Yusuf B. Tımbır “Mühendisler mimarlarla çalışmaya başladıkları zaman mimarın mühendise tasarım için pay bırakması gerekiyor. Eğer hesap makinesiymiş gibi bakarsanız çözümsüzlük yaşanabiliyor. Tasarımın başında yapı mühendisinin fikrini almak gerekir. Mimar eğer taşıyıcı sistem için yapı mühendisini zamanından önce hayata sokarsa, fikir alırsa, ana strüktürü oluşturursunuz ve bütün mekân kurulumunu ona göre yaparsınız. Süreçte her türlü kavga iş bittikten sonra unutuluyor. Ama kötü sonuç yaşandığı sürece size yansıyor. Mimarlar tasarımın daha başında mühendisleri işin içine sokmalıdır,” diyen Tımbır sözlerine şöyle devam etti: “Yeteneklerinizi sınırlandıracak hiçbir şeyin içine girmemelisiniz. Yazılım bir araç. Amaç olursa beyin hücrelerinizi öldürür. Bağımlısı olursanız sizi atıl hale getirir. Olayın içine girdikten sonra mimarla sahici bir diyalog kurmanız lazım.
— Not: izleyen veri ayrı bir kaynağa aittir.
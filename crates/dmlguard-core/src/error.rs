//! Core error types.

use thiserror::Error;

/// Errors raised while executing a data-update task.
///
/// Every variant is fatal to the task run. Failures that the backup protocol
/// tolerates never become an `Error`; the runner reports them separately.
#[derive(Debug, Error)]
pub enum Error {
    /// The task payload could not be decoded.
    #[error("invalid database data update payload: {0}")]
    InvalidPayload(#[from] serde_json::Error),

    /// A qualified resource name could not be parsed.
    #[error("invalid resource name {name:?}: {reason}")]
    InvalidResourceName {
        /// The offending name.
        name: String,
        /// Why it was rejected.
        reason: String,
    },

    /// A referenced entity does not exist.
    #[error("{kind} {id} not found")]
    NotFound {
        /// Entity kind, e.g. `instance` or `sheet`.
        kind: &'static str,
        /// Identifier used for the lookup.
        id: String,
    },

    /// No issue owns the task's pipeline.
    #[error("issue not found for pipeline {pipeline_id}")]
    IssueNotFound {
        /// Pipeline the task belongs to.
        pipeline_id: i64,
    },

    /// The backup target does not resolve to a known database.
    #[error("backup database {0:?} not found")]
    BackupDatabaseNotFound(String),

    /// Persistent store failure.
    #[error("store error: {0}")]
    Store(String),

    /// A database connection could not be acquired.
    #[error("failed to connect to database {database:?}: {reason}")]
    Connect {
        /// Database the connection was opened against.
        database: String,
        /// Underlying driver message.
        reason: String,
    },

    /// Generic driver failure.
    #[error("driver error: {0}")]
    Driver(String),

    /// DML-to-backup transformation failed.
    #[error("failed to transform DML to select: {0}")]
    Transform(String),

    /// A backup statement failed to execute.
    #[error("failed to back up table {table:?}: {reason}")]
    BackupStatement {
        /// Table being backed up.
        table: String,
        /// Underlying driver message.
        reason: String,
    },

    /// A backup annotation statement failed to execute.
    #[error("failed to annotate backup table {table:?}: {reason}")]
    Annotation {
        /// Backup table being annotated.
        table: String,
        /// Underlying driver message.
        reason: String,
    },

    /// Schema synchronization failure.
    #[error("schema sync error: {0}")]
    SchemaSync(String),

    /// Migration runner failure.
    #[error("migration error: {0}")]
    Migration(String),

    /// The operation deadline passed.
    #[error("deadline exceeded")]
    DeadlineExceeded,

    /// The operation was cancelled by its caller.
    #[error("operation cancelled")]
    Cancelled,
}

impl Error {
    /// Shorthand for a [`Error::NotFound`] error.
    pub fn not_found(kind: &'static str, id: impl ToString) -> Self {
        Error::NotFound {
            kind,
            id: id.to_string(),
        }
    }

    /// Whether the error came from an interrupted context rather than the operation itself.
    pub fn is_interrupted(&self) -> bool {
        matches!(self, Error::DeadlineExceeded | Error::Cancelled)
    }
}

/// Convenience result alias.
pub type Result<T> = std::result::Result<T, Error>;
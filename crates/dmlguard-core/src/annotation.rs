//! Per-engine annotation of backup tables.
//!
//! After a backup table is created it is tagged with the issue that caused
//! it. Each dialect exposes its tagging facility through a different
//! connection, so the policy records which connection runs the statement
//! alongside the statement template.
//!
//! | Engine family | Connection | Statement | Line captured |
//! |---------------|------------|-----------|---------------|
//! | MySQL, TiDB, MariaDB, OceanBase | source | ``ALTER TABLE `db`.`t` COMMENT = 'issue N'`` | no |
//! | MSSQL | backup | `EXEC sp_addextendedproperty ...` | yes |
//! | others | none | none | no |

use std::collections::HashMap;

use crate::engine::Engine;
use crate::model::BackupTableDescriptor;

/// Which open connection executes an annotation.
#[derive(Debug, Clone, Copy, PartialEq, Eq, Hash)]
pub enum ConnectionTarget {
    /// Connection to the database the DML runs against.
    Source,
    /// Connection to the backup database.
    Backup,
}

impl std::fmt::Display for ConnectionTarget {
    fn fmt(&self, f: &mut std::fmt::Formatter<'_>) -> std::fmt::Result {
        match self {
            ConnectionTarget::Source => write!(f, "source"),
            ConnectionTarget::Backup => write!(f, "backup"),
        }
    }
}

/// Annotation statement shapes.
#[derive(Debug, Clone, Copy, PartialEq, Eq)]
pub enum AnnotationTemplate {
    /// ``ALTER TABLE `<db>`.`<table>` COMMENT = 'issue <id>'``
    TableComment,
    /// `EXEC sp_addextendedproperty 'MS_Description', 'issue <id>', 'SCHEMA', 'dbo', 'TABLE', '<table>'`
    ExtendedProperty,
}

impl AnnotationTemplate {
    /// Render the statement for one backup table.
    pub fn render(&self, backup_database: &str, table: &str, issue_id: i64) -> String {
        match self {
            AnnotationTemplate::TableComment => format!(
                "ALTER TABLE `{}`.`{}` COMMENT = 'issue {}'",
                backup_database, table, issue_id
            ),
            AnnotationTemplate::ExtendedProperty => format!(
                "EXEC sp_addextendedproperty 'MS_Description', 'issue {}', 'SCHEMA', 'dbo', 'TABLE', '{}'",
                issue_id, table
            ),
        }
    }
}

/// How one engine annotates its backup tables.
#[derive(Debug, Clone, Copy, PartialEq, Eq)]
pub struct AnnotationStrategy {
    pub target: ConnectionTarget,
    pub template: AnnotationTemplate,
    /// Whether the audit record carries the descriptor's source line.
    pub captures_line: bool,
}

impl AnnotationStrategy {
    /// MySQL-family table comment, run on the source connection.
    pub const fn table_comment() -> Self {
        Self {
            target: ConnectionTarget::Source,
            template: AnnotationTemplate::TableComment,
            captures_line: false,
        }
    }

    /// MSSQL extended property, run on the backup connection.
    pub const fn extended_property() -> Self {
        Self {
            target: ConnectionTarget::Backup,
            template: AnnotationTemplate::ExtendedProperty,
            captures_line: true,
        }
    }
}

/// A rendered annotation statement.
#[derive(Debug, Clone, PartialEq, Eq)]
pub struct Annotation {
    pub target: ConnectionTarget,
    pub statement: String,
}

/// Everything the coordinator needs to annotate one backup table.
#[derive(Debug, Clone, PartialEq, Eq)]
pub struct AnnotationPlan {
    /// Statement to run, if the engine supports annotations.
    pub annotation: Option<Annotation>,
    /// Line recorded in the audit record.
    pub original_line: Option<u32>,
}

/// Mapping from engine to annotation strategy.
#[derive(Debug, Clone)]
pub struct AnnotationPolicy {
    strategies: HashMap<Engine, AnnotationStrategy>,
}

impl AnnotationPolicy {
    /// Policy with no strategies; every engine skips annotation.
    pub fn empty() -> Self {
        Self {
            strategies: HashMap::new(),
        }
    }

    /// Policy used in production.
    pub fn standard() -> Self {
        let mut policy = Self::empty();
        for engine in Engine::ALL {
            if engine.is_mysql_family() {
                policy = policy.with_strategy(engine, AnnotationStrategy::table_comment());
            }
        }
        policy.with_strategy(Engine::Mssql, AnnotationStrategy::extended_property())
    }

    /// Register or replace the strategy for an engine.
    pub fn with_strategy(mut self, engine: Engine, strategy: AnnotationStrategy) -> Self {
        self.strategies.insert(engine, strategy);
        self
    }

    /// Strategy for an engine, if it annotates.
    pub fn strategy(&self, engine: Engine) -> Option<&AnnotationStrategy> {
        self.strategies.get(&engine)
    }

    /// Plan the annotation of one backup table.
    pub fn plan(
        &self,
        engine: Engine,
        backup_database: &str,
        descriptor: &BackupTableDescriptor,
        issue_id: i64,
    ) -> AnnotationPlan {
        match self.strategy(engine) {
            Some(strategy) => AnnotationPlan {
                annotation: Some(Annotation {
                    target: strategy.target,
                    statement: strategy.template.render(
                        backup_database,
                        &descriptor.table_name,
                        issue_id,
                    ),
                }),
                original_line: strategy.captures_line.then_some(descriptor.original_line),
            },
            None => AnnotationPlan {
                annotation: None,
                original_line: None,
            },
        }
    }
}

impl Default for AnnotationPolicy {
    fn default() -> Self {
        Self::standard()
    }
}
Düşündüğü konsepti, ana fikri, anladığınız zaman konuşamayacağınız bir mimar yoktur.”
İz: “Ana işverenimiz mimarlar”
Selçuk İz ise inşaat mühendisliğinin mimarlıktan biraz daha fazla cezai sorumluluğu olan bir dal olduğuna dikkat çekti ve “Beş yıl sonra siz aranıyorsunuz, mimar aranmıyor. Mimarlardan beklentimiz detayları iyi hazırlanmış projeler. Hiçbir proje şantiyede çözülerek yapılamıyor. Detayları iyi çözülmüş, şantiyede yoruma açık olmayan, mimari detaylar kurgulanmış ve statik taşıyıcı sistemi kurgulanmış bir projeyi daha hızlı yapıyoruz. Şantiyede her zaman kolaya ve ucuza kaçılabilir. Bizim kavgalarımız işin iyi olması için. Ana işverenimiz mimarlardır,” diye konuştu.
Çelik: “Öğrencilikten itibaren aynı dili konuşmak lazım”
Oğuz Cem Çelik “Güvenlik açısından en ağır sorumluluğu alarak tasarım sürecine katılıyor, yapı mühendisliği yapıyoruz,” diyerek sözlerine başladı ve “Aynı dili konuşmayınca kopukluk kendiliğinden geliyor. Mimarları ve Mühendislerin öğrencilikten itibaren birlikte çalışmayı öğrenmesi lazım. Birlikte yarışmalara katılabilir ve ortak ders alabilirler. Öğrencilere işi sevdirmenin yolu olan şantiye ziyaretleri artık mümkün olmuyor. Staj imkânlarından maksimum faydayı sağlayacak şekilde yararlanmalılar. Binaları sadece mimari olarak değil, yapısal olarak da incelemeliler. Mimarlık öğrencisinden ne bekliyorum? İlgi bekliyorum. Merak önemli. Mühendislerle konuşacak kadar bilgi düzeyinde olmalarını bekliyorum. Türkiye’de bu seviyede mimar sayısı çok fazla,” dedi.
Assa Abloy ve Şişecam Düzcam ana sponsorluğunda; Bocchi, Braas Çatı Sistemleri, Işıklar Tuğla, Rapsel ve Türk Ytong sponsorluğunda gerçekleşen Mimarlık Haftası etkinlikleri, 2-6 Ekim 2017 tarihleri arasında YEM’de izlenebilir.